Seria importante que o processo de contratação de políticos-comentadores fosse completamente transparente

Tem sido interessante acompanhar a discussão pública sobre o jornalismo e a política, provocada pelas movimentações em torno da contratação e transferência de políticos-comentadores de uns canais para outros  e, nos últimos dias, pela entrada de José Sócrates na categoria de comentador da RTP. Mais vale tarde que nunca.

A importância que a televisão assume na formação da opinião pública, pela sua capacidade de decidir quais os temas de que se fala quem fala,  que se mantém apesar da importância crescente dos novos média, e, por outro lado, o facto de em Portugal o comentário-político assumir formato original – com dirigentes e ex-dirigentes políticos detendo espaços próprios sem mediação jornalística – justificaria que as televisões tornassem essas contratações transparentes.

Desde logo, não deveria ter sido  José Sócrates, ele próprio, a esclarecer que vai comentar na RTP pro bono, já que a RTP não o fez. Seria importante que o processo de contratação de políticos fosse completamente transparente, não apenas na televisão pública embora nesta por maioria de razões, mas também nas privadas de sinal aberto, aliás obrigadas também a garantirem o pluralismo e a diversidade.

Não me refiro ao cachet  que cada um deles recebe ou vai receber  (embora isso seja o que mais interessa a muitas pessoas) mas, por exemplo, interessaria saber se o cachet de cada um tem alguma relação com as audiências, tal como acontece com outras contratações, ou se o critério é o número de citações que cada  político-comentador consegue, ou outro. Parece supérfluo mas não é.

Isso permitiria ao cidadão comum  perceber como se organizam e quais as regras desses espaços. Por exemplo, critérios dos convites; escolha dos temas a abordar;  que intervenção tem o jornalista no espaço do comentador; responsabilidade editorial desses espaços, e outras eventualmente acordadas.

Alguns destes elementos aparecem publicados em colunas de  fait-divers em alguns jornais, nomeadamente os cachets  e as intrigas de bastidores, como aconteceu com José Sócrates e exemplifiquei aqui.

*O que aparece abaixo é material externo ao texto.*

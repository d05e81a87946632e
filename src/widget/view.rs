//! Widget Views
//!
//! HTML page (askama) and JSON projection of the widget state.

use askama::Template;
use chrono::{DateTime, Utc};
use serde::Serialize;

use super::state::Phase;
use crate::aggregate::{HotelCount, RequestSummary};
use crate::chart::config::CHART_TITLE;

/// Dashboard page
///
/// While loading only the placeholder is rendered. Once ready the page shows
/// the chart container (80% wide, capped at 600px) and the text summary.
#[derive(Template)]
#[template(path = "dashboard.html")]
pub struct DashboardPage {
    pub loading: bool,
    pub title: String,
    pub total_requests: usize,
    pub departments: Vec<String>,
    pub chart_svg: Option<String>,
}

impl DashboardPage {
    pub fn loading() -> Self {
        Self {
            loading: true,
            title: CHART_TITLE.to_string(),
            total_requests: 0,
            departments: Vec::new(),
            chart_svg: None,
        }
    }

    /// Ready page. Without a summary (empty list) totals show their initial values.
    pub fn ready(summary: Option<&RequestSummary>, chart_svg: Option<&str>) -> Self {
        Self {
            loading: false,
            title: CHART_TITLE.to_string(),
            total_requests: summary.map(|s| s.total_requests).unwrap_or(0),
            departments: summary
                .map(|s| s.unique_departments.clone())
                .unwrap_or_default(),
            chart_svg: chart_svg.map(str::to_string),
        }
    }
}

/// JSON body of `GET /api/v1/summary`
#[derive(Debug, Clone, Serialize)]
pub struct SummaryResponse {
    pub phase: Phase,
    pub loading: bool,
    pub total_requests: usize,
    pub unique_departments: Vec<String>,
    pub requests_per_hotel: Vec<HotelCount>,
    #[serde(skip_serializing_if = "Option::is_none")]
    pub updated_at: Option<DateTime<Utc>>,
}

impl SummaryResponse {
    pub fn from_parts(
        phase: Phase,
        summary: Option<&RequestSummary>,
        updated_at: Option<DateTime<Utc>>,
    ) -> Self {
        Self {
            phase,
            loading: phase == Phase::Loading,
            total_requests: summary.map(|s| s.total_requests).unwrap_or(0),
            unique_departments: summary
                .map(|s| s.unique_departments.clone())
                .unwrap_or_default(),
            requests_per_hotel: summary
                .map(|s| s.requests_per_hotel.iter().cloned().collect())
                .unwrap_or_default(),
            updated_at,
        }
    }
}
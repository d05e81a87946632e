//! CheckInn Dashboard Server
//!
//! Run with: cargo run --bin checkinn-dashboard
//!
//! # Configuration
//!
//! Config file (`--config`, or `<config_dir>/checkinn-dashboard/config.toml`,
//! or `./config.toml`) plus environment variables:
//! - `CHECKINN_SOURCE_URL`: Requests endpoint
//! - `CHECKINN_REQUEST_TIMEOUT_SECS`: Client timeout (default: none)
//! - `CHECKINN_HOST`: Host to bind to (default: 0.0.0.0)
//! - `CHECKINN_PORT`: Port to listen on (default: 8086)
//! - `CHECKINN_LOG_LEVEL`, `CHECKINN_LOG_FORMAT`: Logging
//! - `RUST_LOG`: Overrides the log filter

use checkinn_dashboard::api::{serve, AppState};
use checkinn_dashboard::chart::{SurfaceSize, SvgChartBackend};
use checkinn_dashboard::config::{generate_default_config, Config};
use checkinn_dashboard::logging::init_tracing;
use checkinn_dashboard::requests::HttpRequestSource;
use checkinn_dashboard::widget::mount_shared;
use clap::Parser;
use std::path::PathBuf;
use std::sync::Arc;

#[derive(Parser, Debug)]
#[command(name = "checkinn-dashboard", version, about = "Serve the requests-per-hotel dashboard")]
struct Args {
    /// Path to a TOML config file
    #[arg(short, long)]
    config: Option<PathBuf>,

    /// Print a default config file and exit
    #[arg(long)]
    print_config: bool,
}

#[tokio::main]
async fn main() -> Result<(), Box<dyn std::error::Error>> {
    let args = Args::parse();

    if args.print_config {
        print!("{}", generate_default_config());
        return Ok(());
    }

    let config = Config::resolve(args.config.as_deref())?;
    init_tracing(&config.logging);

    tracing::info!("Starting CheckInn dashboard v{}", env!("CARGO_PKG_VERSION"));
    tracing::info!("Requests endpoint: {}", config.source.url);

    let source = HttpRequestSource::new(&config.source)?;
    let surface = SvgChartBackend::new(SurfaceSize::from(config.chart));
    let state = AppState::new(surface, config.server.clone());

    // Mount: the single fetch runs in the background while the page shows Loading
    let widget = Arc::clone(&state.widget);
    let mount_task = tokio::spawn(async move {
        if let Err(e) = mount_shared(&widget, &source).await {
            tracing::error!("Failed to draw widget: {}", e);
        }
    });

    let widget = Arc::clone(&state.widget);
    let result = serve(state, &config.server).await;

    // Teardown: drop any in-flight fetch and release the chart
    mount_task.abort();
    widget.write().await.unmount();
    tracing::info!("CheckInn dashboard stopped");

    result?;
    Ok(())
}
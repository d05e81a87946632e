//! Request Aggregation
//!
//! Pure projections over a request list: total count, unique departments
//! and per-hotel counts. Every projection preserves first-appearance order.

use serde::Serialize;
use std::collections::HashMap;

use crate::requests::Request;

/// Derived view state for a non-empty request list
#[derive(Debug, Clone, Default, PartialEq, Eq, Serialize)]
pub struct RequestSummary {
    pub total_requests: usize,
    pub unique_departments: Vec<String>,
    pub requests_per_hotel: HotelCounts,
}

/// Count for one hotel
#[derive(Debug, Clone, PartialEq, Eq, Serialize)]
pub struct HotelCount {
    pub hotel: String,
    pub count: u64,
}

/// Insertion-ordered hotel counter
#[derive(Debug, Clone, Default, PartialEq, Eq, Serialize)]
#[serde(transparent)]
pub struct HotelCounts {
    entries: Vec<HotelCount>,
    #[serde(skip)]
    positions: HashMap<String, usize>,
}

impl HotelCounts {
    pub fn new() -> Self {
        Self::default()
    }

    /// Count one more request for `hotel`, starting at 1 on first sight
    pub fn increment(&mut self, hotel: &str) {
        match self.positions.get(hotel) {
            Some(&idx) => self.entries[idx].count += 1,
            None => {
                self.positions.insert(hotel.to_string(), self.entries.len());
                self.entries.push(HotelCount {
                    hotel: hotel.to_string(),
                    count: 1,
                });
            }
        }
    }

    pub fn get(&self, hotel: &str) -> Option<u64> {
        self.positions.get(hotel).map(|&idx| self.entries[idx].count)
    }

    /// Hotel codes in first-appearance order
    pub fn labels(&self) -> Vec<String> {
        self.entries.iter().map(|e| e.hotel.clone()).collect()
    }

    /// Counts in the same order as [`labels`](Self::labels)
    pub fn counts(&self) -> Vec<u64> {
        self.entries.iter().map(|e| e.count).collect()
    }

    pub fn iter(&self) -> impl Iterator<Item = &HotelCount> {
        self.entries.iter()
    }

    pub fn len(&self) -> usize {
        self.entries.len()
    }

    pub fn is_empty(&self) -> bool {
        self.entries.is_empty()
    }
}

/// Number of requests in the list
pub fn total_requests(requests: &[Request]) -> usize {
    requests.len()
}

/// Department names, deduplicated by exact string equality, in first-seen order
pub fn unique_departments(requests: &[Request]) -> Vec<String> {
    let mut departments: Vec<String> = Vec::new();
    for request in requests {
        let name = request.department();
        if !departments.iter().any(|d| d == name) {
            departments.push(name.to_string());
        }
    }
    departments
}

/// Requests counted per hotel short code, keys in first-seen order
pub fn requests_per_hotel(requests: &[Request]) -> HotelCounts {
    let mut counts = HotelCounts::new();
    for request in requests {
        counts.increment(request.hotel_code());
    }
    counts
}

/// All projections at once. `None` for an empty list: nothing is recomputed.
pub fn summarize(requests: &[Request]) -> Option<RequestSummary> {
    if requests.is_empty() {
        return None;
    }

    Some(RequestSummary {
        total_requests: total_requests(requests),
        unique_departments: unique_departments(requests),
        requests_per_hotel: requests_per_hotel(requests),
    })
}
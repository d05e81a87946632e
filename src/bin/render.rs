//! CheckInn Render
//!
//! Mounts the widget once, waits for the fetch and writes the rendered page.
//!
//! Run with: cargo run --bin checkinn-render -- --out dashboard.html --chart-out chart.svg

use checkinn_dashboard::chart::{SurfaceSize, SvgChartBackend};
use checkinn_dashboard::config::Config;
use checkinn_dashboard::logging::init_tracing;
use checkinn_dashboard::requests::HttpRequestSource;
use checkinn_dashboard::widget::RequestsWidget;
use clap::Parser;
use std::io::Write;
use std::path::PathBuf;

#[derive(Parser, Debug)]
#[command(name = "checkinn-render", version, about = "Render the requests-per-hotel dashboard once")]
struct Args {
    /// Path to a TOML config file
    #[arg(short, long)]
    config: Option<PathBuf>,

    /// Write the HTML page here instead of stdout
    #[arg(short, long)]
    out: Option<PathBuf>,

    /// Also write the chart SVG to this path
    #[arg(long)]
    chart_out: Option<PathBuf>,
}

#[tokio::main]
async fn main() -> Result<(), Box<dyn std::error::Error>> {
    let args = Args::parse();

    let config = Config::resolve(args.config.as_deref())?;
    init_tracing(&config.logging);

    let source = HttpRequestSource::new(&config.source)?;
    let mut widget = RequestsWidget::new(SvgChartBackend::new(SurfaceSize::from(config.chart)));

    widget.mount(&source).await?;
    if widget.is_loading() {
        tracing::warn!("Fetch did not succeed, rendering the loading placeholder");
    }

    let page = widget.render_page()?;
    match &args.out {
        Some(path) => {
            std::fs::write(path, &page)?;
            tracing::info!("Wrote page to {:?}", path);
        }
        None => {
            let mut stdout = std::io::stdout().lock();
            stdout.write_all(page.as_bytes())?;
            stdout.flush()?;
        }
    }

    if let Some(path) = &args.chart_out {
        match widget.chart() {
            Some(chart) => {
                std::fs::write(path, chart.svg())?;
                tracing::info!("Wrote chart to {:?}", path);
            }
            None => tracing::warn!("No chart to write"),
        }
    }

    widget.unmount();
    Ok(())
}
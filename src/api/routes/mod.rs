//! API Routes
//!
//! Route handlers organized by functionality.

pub mod dashboard;
pub mod health;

Verdade seja dita que os responsáveis das televisões são os primeiros a não estarem muito interessados nesta conversa, por considerarem que o “segredo é a alma do negócio”. Mais uma razão para que a televisão pública dê o exemplo. Afinal, o papel de “regulador” do sector é uma das suas funções. Não basta regozijar-se com o milhão e seiscentos mil cidadãos que viram a entrevista de Sócrates. Cabe-lhe não alimentar tabus  sobre as condições em que contrata quem decide contratar. Só assim calará as vozes que, por ignorância ou má fé,  teimam em  afirmar que ela pouco se distingue das outras.